Checking the poles of a closed loop gives us an idea of stability. In practice, it is more useful to know how stable or unstable the system is. One of the indicators of reliability is how much the gain of the circuit can change before stability is lost. To do this, you can use the root hodograph graph to estimate the range of values. , for which the system is stable:

In [ ]:
plot(rlocus(G))
Out[0]:

The asymptote marked in blue intersects the real axis (Y-axis) at the point with the value . You can hover over the chart and verify this. From this we can conclude that if the gain factor is in the range then the system will be stable.

Amplitude and phase margin

Changes in the gain factor in the circuit are just one aspect of stability. In general, imperfect modeling of the control object means that both the gain and the phase are not precisely known. Since modeling errors are most dangerous near the cutoff frequency (the frequency at which the open-loop gain is 0 dB), it is also important how acceptable a phase change is at this frequency.

The phase margin shows how much the phase can change before the stability is lost. Similarly, the amplitude margin indicates which gain change is necessary at the cutoff frequency in order to lose stability. Together, these two indicators provide an estimate of the "margin of stability" for closed loop stability. The smaller the stability limits, the more fragile stability is.

We will build a housing and communal services complex with reserves of stability. You can determine the reserves of stability using the function marginplot().

In [ ]:
marginplot(G)
Out[0]:

The amplitude margin in this case is about 9 dB. You can hover the cursor over the intersection point of the wind line and the roof, and make sure of this. The limits of the stability of the system can be seen above the graph. However, it must be borne in mind that the amplitude stability limit They are expressed as a limit value of the gain, not in dB.

The phase margin (Pm) is about 45 degrees.

Consider the system's response to a step signal.

In [ ]:
S1 = stepinfo(step(T,25));
plot(S1)
Out[0]:

The overshoot in this case is 21% and there will be some fluctuations.
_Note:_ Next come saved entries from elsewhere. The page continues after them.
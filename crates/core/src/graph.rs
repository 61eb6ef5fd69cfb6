use crate::error::{Result, ShutdownError};
use crate::node::{BoxedAction, Node};
use petgraph::graph::{DiGraph, NodeIndex};
use petgraph::Direction;
use std::collections::{BTreeSet, HashMap};

struct Entry {
    name: String,
    action: BoxedAction,
}

/// Shutdown dependencies as registered, before execution starts.
///
/// Edges point from a dependency to its dependent, so a dependent's action
/// runs first. Dependencies must exist before anything names them, which
/// keeps the graph acyclic without a separate check.
#[derive(Default)]
pub(crate) struct DependencyGraph {
    graph: DiGraph<Entry, ()>,
    indices: HashMap<String, NodeIndex>,
}

impl DependencyGraph {
    pub(crate) fn new() -> Self {
        Self::default()
    }

    /// Register a node. Nothing is mutated unless every check passes.
    pub(crate) fn add(&mut self, name: String, action: BoxedAction, dependencies: &[&str]) -> Result<()> {
        if self.indices.contains_key(&name) {
            return Err(ShutdownError::NodeExists(name));
        }

        let mut parents = Vec::with_capacity(dependencies.len());
        for dependency in dependencies {
            let index = self
                .indices
                .get(*dependency)
                .ok_or_else(|| ShutdownError::NodeNotFound(dependency.to_string()))?;

            // Repeated names collapse into a single edge
            if !parents.contains(index) {
                parents.push(*index);
            }
        }

        let node = self.graph.add_node(Entry {
            name: name.clone(),
            action,
        });
        for parent in parents {
            self.graph.add_edge(parent, node, ());
        }
        self.indices.insert(name, node);

        Ok(())
    }

    pub(crate) fn len(&self) -> usize {
        self.graph.node_count()
    }

    pub(crate) fn names(&self) -> BTreeSet<String> {
        self.indices.keys().cloned().collect()
    }

    /// Nodes this node waits on at shutdown, i.e. its declared parents.
    pub(crate) fn dependencies(&self, name: &str) -> Option<BTreeSet<String>> {
        self.neighbors(name, Direction::Incoming)
    }

    /// Nodes that declared this node as a parent.
    pub(crate) fn dependents(&self, name: &str) -> Option<BTreeSet<String>> {
        self.neighbors(name, Direction::Outgoing)
    }

    /// Nodes registered without parents. The walk starts here and they run last.
    pub(crate) fn roots(&self) -> BTreeSet<String> {
        self.graph
            .node_indices()
            .filter(|&n| {
                self.graph
                    .neighbors_directed(n, Direction::Incoming)
                    .next()
                    .is_none()
            })
            .map(|n| self.graph[n].name.clone())
            .collect()
    }

    fn neighbors(&self, name: &str, direction: Direction) -> Option<BTreeSet<String>> {
        let node = self.indices.get(name)?;

        Some(
            self.graph
                .neighbors_directed(*node, direction)
                .map(|n| self.graph[n].name.clone())
                .collect(),
        )
    }

    /// Flatten into index-addressed execution nodes. `NodeIndex::index()` is
    /// the position in the returned vector.
    pub(crate) fn into_nodes(self) -> Vec<Node> {
        let links: Vec<(Vec<usize>, Vec<usize>)> = self
            .graph
            .node_indices()
            .map(|n| {
                let dependencies = self
                    .graph
                    .neighbors_directed(n, Direction::Incoming)
                    .map(|i| i.index())
                    .collect();
                let dependents = self
                    .graph
                    .neighbors_directed(n, Direction::Outgoing)
                    .map(|i| i.index())
                    .collect();
                (dependencies, dependents)
            })
            .collect();

        let (entries, _edges) = self.graph.into_nodes_edges();

        entries
            .into_iter()
            .zip(links)
            .map(|(entry, (dependencies, dependents))| {
                Node::new(
                    entry.weight.name,
                    entry.weight.action,
                    dependencies,
                    dependents,
                )
            })
            .collect()
    }
}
We will increase the gain factor by 2 times. We introduce the values of the stability reserves by the function margin() and we will construct a transitional characteristic.

In [ ]:
M = margin(2*G)
GmdB = 20*log(10,M.gm[1][1])
Pm = M.pm[1][1]
display(GmdB) 
display(Pm)
2.758136634183228
8.596209050239025

To derive the characteristics of the transient process, we use the function stepinfo(). Parameters such as steady-state time, overshoot, and so on will be reflected on the graph using plot().

In [ ]:
S2 = stepinfo(step(feedback(2*G,1),60));
plot(S2, title = "Реакция замкнутого контура при k=2")
Out[0]:

We see on the LFCH that the phase margin (Pm) has decreased, overshoot and steady-state time (setting time) have increased. This indicates that we are approaching an unstable situation.

Systems with multiple reserves of amplitude resilience

Some systems have several amplitude stability reserves or several phase transitions through 180 degrees. For example, consider the following block diagram.

image.png

The transient process of a closed system in this case comes to a steady value - the system is stable.

In [ ]:
G1 = tf([20],[1, 7]) * tf([1, 3.2, 7.2],[1, -1.2, 0.8]) * tf([1, -8, 400],[1, 33, 700]);
T1 = feedback(G1,1);
plot(step(T1,7), title = "Реакция замкнутого конура при K=1")
Out[0]:

To assess how stable this system is , we will build the LCH and LFCH systems.

In [ ]:
marginplot(G1)
Out[0]:

Note that there are two 180 degree phase transitions with corresponding gain values of -9.35 dB and +10.6 dB. Negative values of the gain factor indicate a loss of stability when the gain is reduced. While positive gain values indicate a loss of stability as the gain increases. This is confirmed by plotting the stepwise response of a closed loop to change the gain $\pm$6 dB at k=1:

In [ ]:
k2 = 2;     
T2 = feedback(G1*k2,1);
k3 = 1/2;  
T3 = feedback(G1*k3,1);
step([T1 T2 T3],12)
plot(step([T1 T2 T3],12), label = ["K = 1" "K = 2" "K = 0.5"])
Out[0]:

The graph shows an increase in fluctuations with both lower and higher gain values.

Conclusion

Thus, we have considered the effect of the gain factor on the stability of a closed loop and the margin of amplitude stability, in particular.